Augie dismissed sense. “Rich men can be as crazy as loons and nobody thinks anything of it. Charles van Straadt took Rosalie with him everywhere, Mr. Demarkian. For the last six months or so, they’ve been attached at the hip. And Rosalie worked for him, of course, as a kind of personal secretary.”

“She shuffled his papers around and got him coffee when he didn’t want to move,” Michael corrected. “I always used to think she exasperated him beyond words, but maybe that was because she exasperated me. The fake beatnik clothes and all the pretensions.”

“She was here on the night her grandfather died,” Gregor remembered. “That was in the report the Cardinal gave me. If she was attached to her grandfather’s hip, as you put it, where was she while he was in the middle of being murdered?

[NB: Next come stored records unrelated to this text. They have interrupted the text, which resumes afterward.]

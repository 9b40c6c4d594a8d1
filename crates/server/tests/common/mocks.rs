//! Mock collaborators with call counters and failure injection.

use async_trait::async_trait;
use conduit_core::{ContentHash, DirectoryHandle, FileContentInfo, FileHandle};
use conduit_storage::{
    FileAccess, HashCacheLookup, HashCacheStore, StorageError, StorageResult,
};
use std::collections::HashMap;
use std::path::{Path, PathBuf};
use std::sync::Mutex;
use std::sync::atomic::{AtomicBool, AtomicUsize, Ordering};
use tokio::time::Duration;

/// File access whose "remote store" is an in-memory map of path to bytes.
///
/// Materializing a path writes its registered bytes to disk. Paths without
/// registered bytes fail to materialize.
#[allow(dead_code)]
#[derive(Default)]
pub struct MockFileAccess {
    remote: Mutex<HashMap<PathBuf, Vec<u8>>>,
    handles: Mutex<HashMap<PathBuf, FileHandle>>,
    seals: Mutex<HashMap<PathBuf, Vec<FileHandle>>>,
    contents: Mutex<HashMap<PathBuf, Option<FileContentInfo>>>,
    /// Report success without writing anything to disk.
    pub lie_about_materialization: AtomicBool,
    pub materialize_file_calls: AtomicUsize,
    pub materialize_by_path_calls: AtomicUsize,
    pub content_queries: AtomicUsize,
}

#[allow(dead_code)]
impl MockFileAccess {
    pub fn new() -> Self {
        Self::default()
    }

    /// Make `path` materializable with `data`.
    pub fn add_remote(&self, path: &Path, data: &[u8]) {
        self.remote
            .lock()
            .unwrap()
            .insert(path.to_path_buf(), data.to_vec());
    }

    /// Make `resolve_file` return `handle` for its path.
    pub fn add_handle(&self, handle: FileHandle) {
        self.handles
            .lock()
            .unwrap()
            .insert(handle.path.clone(), handle);
    }

    pub fn add_seal(&self, directory: &DirectoryHandle, members: Vec<FileHandle>) {
        self.seals
            .lock()
            .unwrap()
            .insert(directory.path.clone(), members);
    }

    pub fn set_content(&self, path: &Path, content: Option<FileContentInfo>) {
        self.contents
            .lock()
            .unwrap()
            .insert(path.to_path_buf(), content);
    }

    pub fn materialize_calls(&self) -> usize {
        self.materialize_file_calls.load(Ordering::SeqCst)
            + self.materialize_by_path_calls.load(Ordering::SeqCst)
    }

    fn place(&self, path: &Path) -> StorageResult<bool> {
        if self.lie_about_materialization.load(Ordering::SeqCst) {
            return Ok(true);
        }
        let data = self.remote.lock().unwrap().get(path).cloned();
        match data {
            Some(data) => {
                if let Some(parent) = path.parent() {
                    std::fs::create_dir_all(parent)?;
                }
                std::fs::write(path, data)?;
                Ok(true)
            }
            None => Ok(false),
        }
    }
}

#[async_trait]
impl FileAccess for MockFileAccess {
    async fn materialize_file(&self, file: &FileHandle) -> StorageResult<bool> {
        self.materialize_file_calls.fetch_add(1, Ordering::SeqCst);
        self.place(&file.path)
    }

    async fn materialize_by_path(&self, path: &Path) -> StorageResult<bool> {
        self.materialize_by_path_calls.fetch_add(1, Ordering::SeqCst);
        self.place(path)
    }

    async fn resolve_file(&self, path: &Path) -> StorageResult<Option<FileHandle>> {
        Ok(self.handles.lock().unwrap().get(path).cloned())
    }

    async fn list_sealed_directory(
        &self,
        directory: &DirectoryHandle,
    ) -> StorageResult<Vec<FileHandle>> {
        self.seals
            .lock()
            .unwrap()
            .get(&directory.path)
            .cloned()
            .ok_or_else(|| StorageError::NotFound(directory.path.display().to_string()))
    }

    async fn try_get_file_content(
        &self,
        file: &FileHandle,
        _allow_undeclared: bool,
    ) -> StorageResult<Option<FileContentInfo>> {
        self.content_queries.fetch_add(1, Ordering::SeqCst);
        Ok(self
            .contents
            .lock()
            .unwrap()
            .get(&file.path)
            .copied()
            .flatten())
    }

    fn backend_name(&self) -> &'static str {
        "mock"
    }
}

/// Persistent hash cache with injectable load, read and write failures.
#[allow(dead_code)]
#[derive(Default)]
pub struct MockHashCache {
    entries: Mutex<HashMap<ContentHash, ContentHash>>,
    pub fail_load: AtomicBool,
    pub fail_get: AtomicBool,
    pub fail_put: AtomicBool,
    /// Delay inside the load step, to widen first-caller races.
    pub load_delay_ms: AtomicUsize,
    pub load_calls: AtomicUsize,
    pub get_calls: AtomicUsize,
    pub put_calls: AtomicUsize,
}

#[allow(dead_code)]
impl MockHashCache {
    pub fn new() -> Self {
        Self::default()
    }

    pub fn failing_load() -> Self {
        let cache = Self::default();
        cache.fail_load.store(true, Ordering::SeqCst);
        cache
    }

    pub fn insert(&self, source: ContentHash, manifest: ContentHash) {
        self.entries.lock().unwrap().insert(source, manifest);
    }

    pub fn stored(&self, source: &ContentHash) -> Option<ContentHash> {
        self.entries.lock().unwrap().get(source).copied()
    }

    pub fn len(&self) -> usize {
        self.entries.lock().unwrap().len()
    }
}

#[async_trait]
impl HashCacheLookup for MockHashCache {
    async fn ensure_loaded(&self) -> StorageResult<()> {
        self.load_calls.fetch_add(1, Ordering::SeqCst);
        let delay = self.load_delay_ms.load(Ordering::SeqCst);
        if delay > 0 {
            tokio::time::sleep(Duration::from_millis(delay as u64)).await;
        }
        if self.fail_load.load(Ordering::SeqCst) {
            return Err(StorageError::Unavailable("mock cache failed to load".to_string()));
        }
        Ok(())
    }

    async fn get(&self, source: &ContentHash) -> StorageResult<Option<ContentHash>> {
        self.get_calls.fetch_add(1, Ordering::SeqCst);
        if self.fail_get.load(Ordering::SeqCst) {
            return Err(StorageError::Unavailable("mock get failure".to_string()));
        }
        Ok(self.stored(source))
    }

    fn backend_name(&self) -> &'static str {
        "mock"
    }
}

#[async_trait]
impl HashCacheStore for MockHashCache {
    async fn put(&self, source: &ContentHash, manifest: &ContentHash) -> StorageResult<()> {
        self.put_calls.fetch_add(1, Ordering::SeqCst);
        if self.fail_put.load(Ordering::SeqCst) {
            return Err(StorageError::Unavailable("mock put failure".to_string()));
        }
        self.insert(*source, *manifest);
        Ok(())
    }
}
//! Collaborator trait definitions.
//!
//! The server never owns file content or cross-build state. It reaches the
//! orchestrator's materialization engine through [`FileAccess`], the
//! persistent hash cache through the [`HashCacheLookup`]/[`HashCacheStore`]
//! capability pair, and the manifest file-list producer through
//! [`BuildManifestGenerator`].

use crate::error::StorageResult;
use async_trait::async_trait;
use conduit_core::{
    BuildManifestEntry, BuildManifestFileList, ContentHash, DirectoryHandle, FileContentInfo,
    FileHandle,
};
use std::path::Path;

/// Access to the orchestrator's file materialization engine.
#[async_trait]
pub trait FileAccess: Send + Sync + 'static {
    /// Place the content of a known file on local disk.
    ///
    /// Returns `Ok(false)` when the engine could not produce the file.
    async fn materialize_file(&self, file: &FileHandle) -> StorageResult<bool>;

    /// Place a file on local disk given only its path.
    ///
    /// The engine has to infer the file's identity from previously sealed
    /// directories, so this succeeds less often than [`materialize_file`].
    ///
    /// [`materialize_file`]: FileAccess::materialize_file
    async fn materialize_by_path(&self, path: &Path) -> StorageResult<bool>;

    /// Look up the handle the orchestrator tracks for `path`, if any.
    async fn resolve_file(&self, path: &Path) -> StorageResult<Option<FileHandle>>;

    /// Members of a sealed directory.
    async fn list_sealed_directory(&self, directory: &DirectoryHandle)
    -> StorageResult<Vec<FileHandle>>;

    /// Declared content of a file.
    ///
    /// `allow_undeclared` permits reads of files the caller did not declare
    /// as inputs. `None` means the engine has no content for the file.
    async fn try_get_file_content(
        &self,
        file: &FileHandle,
        allow_undeclared: bool,
    ) -> StorageResult<Option<FileContentInfo>>;

    /// Static backend identifier used in logs.
    fn backend_name(&self) -> &'static str;
}

/// Read side of the persistent hash cache.
#[async_trait]
pub trait HashCacheLookup: Send + Sync + 'static {
    /// Make the cache ready for use.
    ///
    /// Backends may need a separate, possibly slow, load step. An error means
    /// the cache is unusable for the rest of the process.
    async fn ensure_loaded(&self) -> StorageResult<()> {
        Ok(())
    }

    /// Manifest hash previously recorded for `source`.
    async fn get(&self, source: &ContentHash) -> StorageResult<Option<ContentHash>>;

    /// Static backend identifier used in logs.
    fn backend_name(&self) -> &'static str;
}

/// Write side of the persistent hash cache.
#[async_trait]
pub trait HashCacheStore: Send + Sync + 'static {
    /// Record the manifest hash computed for `source`.
    async fn put(&self, source: &ContentHash, manifest: &ContentHash) -> StorageResult<()>;
}

/// A persistent hash cache with both capabilities.
///
/// Implemented automatically for every type providing lookup and store.
pub trait PersistentHashCache: HashCacheLookup + HashCacheStore {}

impl<T: HashCacheLookup + HashCacheStore + ?Sized> PersistentHashCache for T {}

/// Producer of per-drop build manifest file lists.
pub trait BuildManifestGenerator: Send + Sync + 'static {
    /// Record resolved entries for later file-list generation.
    fn record_files(&self, entries: &[BuildManifestEntry]);

    /// Generate the file list of a drop.
    ///
    /// The error string is surfaced to the client verbatim.
    fn generate_file_list(&self, drop_name: &str) -> Result<BuildManifestFileList, String>;
}
// Persistent hash cache behaviour shared by every backend.

mod common;

use common::{hash_pair, seeded_bytes};
use conduit_storage::{
    FilesystemHashCache, HashCacheLookup, HashCacheStore, MemoryHashCache, PersistentHashCache,
};
use std::sync::Arc;
use tempfile::TempDir;

async fn exercise_roundtrip(cache: Arc<dyn PersistentHashCache>) {
    cache.ensure_loaded().await.unwrap();

    let (source, manifest) = hash_pair(b"roundtrip");
    assert!(cache.get(&source).await.unwrap().is_none());
    cache.put(&source, &manifest).await.unwrap();
    assert_eq!(cache.get(&source).await.unwrap(), Some(manifest));

    // Overwrite with the same value is harmless.
    cache.put(&source, &manifest).await.unwrap();
    assert_eq!(cache.get(&source).await.unwrap(), Some(manifest));
}

#[tokio::test]
async fn test_memory_backend_roundtrip() {
    exercise_roundtrip(Arc::new(MemoryHashCache::new())).await;
}

#[tokio::test]
async fn test_filesystem_backend_roundtrip() {
    let temp_dir = TempDir::new().unwrap();
    exercise_roundtrip(Arc::new(FilesystemHashCache::new(temp_dir.path()))).await;
}

#[tokio::test]
async fn test_filesystem_concurrent_writers() {
    let temp_dir = TempDir::new().unwrap();
    let cache = Arc::new(FilesystemHashCache::new(temp_dir.path()));
    cache.ensure_loaded().await.unwrap();

    let mut handles = Vec::new();
    for i in 0..32u64 {
        let cache = cache.clone();
        handles.push(tokio::spawn(async move {
            // Every fourth writer targets the same entry.
            let data = if i % 4 == 0 {
                seeded_bytes(0, 64)
            } else {
                seeded_bytes(i, 64)
            };
            let (source, manifest) = hash_pair(&data);
            cache.put(&source, &manifest).await.unwrap();
            (source, manifest)
        }));
    }

    for handle in handles {
        let (source, manifest) = handle.await.unwrap();
        assert_eq!(cache.get(&source).await.unwrap(), Some(manifest));
    }

    // No temp files left behind after renames.
    let mut stack = vec![temp_dir.path().to_path_buf()];
    while let Some(dir) = stack.pop() {
        for entry in std::fs::read_dir(dir).unwrap() {
            let entry = entry.unwrap();
            let path = entry.path();
            if path.is_dir() {
                stack.push(path);
            } else {
                let name = entry.file_name().to_string_lossy().into_owned();
                assert!(!name.contains(".tmp."), "leftover temp file {name}");
            }
        }
    }
}

#[cfg(unix)]
#[tokio::test]
async fn test_filesystem_unwritable_root_fails_to_load() {
    use std::os::unix::fs::PermissionsExt;

    let temp_dir = TempDir::new().unwrap();
    let root = temp_dir.path().join("ro");
    std::fs::create_dir(&root).unwrap();
    std::fs::set_permissions(&root, std::fs::Permissions::from_mode(0o555)).unwrap();

    // Root ignores permission bits; nothing to assert in that case.
    if std::fs::write(root.join("write-check"), b"").is_ok() {
        return;
    }

    let cache = FilesystemHashCache::new(&root);
    assert!(cache.ensure_loaded().await.is_err());

    std::fs::set_permissions(&root, std::fs::Permissions::from_mode(0o755)).unwrap();
}
//! Aggregation of statistics reported by external tools.

use dashmap::DashMap;
use std::collections::BTreeMap;

/// Sums numeric statistics by name across concurrent reporters.
#[derive(Default)]
pub struct StatisticsAggregator {
    values: DashMap<String, i64>,
}

impl StatisticsAggregator {
    pub fn new() -> Self {
        Self::default()
    }

    /// Add every reported value to the accumulated total for its key.
    pub fn report<'a>(&self, stats: impl IntoIterator<Item = (&'a String, &'a i64)>) {
        for (key, value) in stats {
            self.values
                .entry(key.clone())
                .and_modify(|total| *total = total.saturating_add(*value))
                .or_insert(*value);
        }
    }

    pub fn get(&self, key: &str) -> Option<i64> {
        self.values.get(key).map(|v| *v.value())
    }

    /// Current totals sorted by key. Does not reset anything.
    pub fn snapshot(&self) -> BTreeMap<String, i64> {
        self.values
            .iter()
            .map(|entry| (entry.key().clone(), *entry.value()))
            .collect()
    }

    /// Log the current totals, one line per key.
    pub fn log_table(&self) {
        for (key, value) in self.snapshot() {
            tracing::info!(target: "conduit::statistics", %key, value, "statistic");
        }
    }
}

She wasn’t even the one who found the body.”

“I found the body,” Michael said.

“Maybe saying they were attached at the hip was going too far,” Augie conceded. “They were always together, but Rosalie would run errands for Charles. It’s just like Michael said. She was all over the place the night her grandfather died. I kept bumping into her in the most outrageous places.”

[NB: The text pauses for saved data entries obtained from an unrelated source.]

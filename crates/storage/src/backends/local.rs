//! File access backed directly by the local disk.
//!
//! There is no remote content store behind this backend: a file is
//! "materialized" exactly when it already exists, sealed directories are
//! whatever regular files currently sit beneath the directory, and declared
//! content is recomputed from the bytes on disk.

use crate::error::{StorageError, StorageResult};
use crate::hashing::hash_file;
use crate::traits::FileAccess;
use async_trait::async_trait;
use conduit_core::{DirectoryHandle, FileContentInfo, FileHandle, HashType};
use std::path::{Path, PathBuf};
use tokio::fs;
use tracing::{debug, instrument};

pub struct LocalFileAccess {
    build_hash_type: HashType,
}

impl LocalFileAccess {
    /// `build_hash_type` is the algorithm used for declared content hashes.
    pub fn new(build_hash_type: HashType) -> Self {
        Self { build_hash_type }
    }

    pub fn build_hash_type(&self) -> HashType {
        self.build_hash_type
    }
}

async fn is_regular_file(path: &Path) -> StorageResult<bool> {
    match fs::metadata(path).await {
        Ok(metadata) => Ok(metadata.is_file()),
        Err(e) if e.kind() == std::io::ErrorKind::NotFound => Ok(false),
        Err(e) => Err(StorageError::Io(e)),
    }
}

#[async_trait]
impl FileAccess for LocalFileAccess {
    #[instrument(skip(self), fields(backend = "local"))]
    async fn materialize_file(&self, file: &FileHandle) -> StorageResult<bool> {
        is_regular_file(&file.path).await
    }

    #[instrument(skip(self), fields(backend = "local"))]
    async fn materialize_by_path(&self, path: &Path) -> StorageResult<bool> {
        is_regular_file(path).await
    }

    async fn resolve_file(&self, path: &Path) -> StorageResult<Option<FileHandle>> {
        if is_regular_file(path).await? {
            Ok(Some(FileHandle::new(path, 0)))
        } else {
            Ok(None)
        }
    }

    #[instrument(skip(self), fields(backend = "local"))]
    async fn list_sealed_directory(
        &self,
        directory: &DirectoryHandle,
    ) -> StorageResult<Vec<FileHandle>> {
        let mut files = Vec::new();
        let mut pending: Vec<PathBuf> = vec![directory.path.clone()];

        while let Some(dir) = pending.pop() {
            let mut entries = match fs::read_dir(&dir).await {
                Ok(entries) => entries,
                Err(e) if e.kind() == std::io::ErrorKind::NotFound => {
                    return Err(StorageError::NotFound(format!(
                        "sealed directory {}",
                        dir.display()
                    )));
                }
                Err(e) => return Err(StorageError::Io(e)),
            };

            while let Some(entry) = entries.next_entry().await? {
                let file_type = entry.file_type().await?;
                if file_type.is_dir() {
                    pending.push(entry.path());
                } else if file_type.is_file() {
                    files.push(FileHandle::new(entry.path(), 0));
                }
            }
        }

        files.sort_by(|a, b| a.path.cmp(&b.path));
        debug!(count = files.len(), "listed sealed directory");
        Ok(files)
    }

    #[instrument(skip(self), fields(backend = "local"))]
    async fn try_get_file_content(
        &self,
        file: &FileHandle,
        _allow_undeclared: bool,
    ) -> StorageResult<Option<FileContentInfo>> {
        match hash_file(&file.path, &[self.build_hash_type]).await {
            Ok(hashes) => Ok(hashes
                .get(self.build_hash_type)
                .map(|hash| FileContentInfo::new(hash, Some(hashes.length)))),
            Err(e) if e.kind() == std::io::ErrorKind::NotFound => {
                Ok(Some(FileContentInfo::absent()))
            }
            Err(e) => Err(StorageError::Io(e)),
        }
    }

    fn backend_name(&self) -> &'static str {
        "local"
    }
}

“Only authorized personnel are supposed to be in the emergency-room examining areas during major emergencies,” Michael explained, “along with the patients, of course. I don’t know if anybody’s told you, but we were in the middle of a major battle in a major gang war that night. Not that Rosalie ever paid much attention to the rules.”

“Rosalie likes to pretend she doesn’t pay much attention to the rules,” Augie corrected, “but she’s not anywhere near as unconventional as she wants people to think she is.”

“The problem is, I don’t see what good it’s going to do us if Rosalie was prowling through the building in the middle of a gang war while her grandfather was being killed, because although that gives her plenty of opportunity to do absolutely anything, there’s still the question of why she would have wanted to do anything at all.” Michael looked triumphant. “After all, Mr. Demarkian, if you were Rosalie, and all you had to do to inherit the bulk of eight hundred million dollars was to wait twenty-four hours before you committed murder, I ask you, wouldn’t you wait?”

“Yes,” Gregor said. “I most definitely would wait.”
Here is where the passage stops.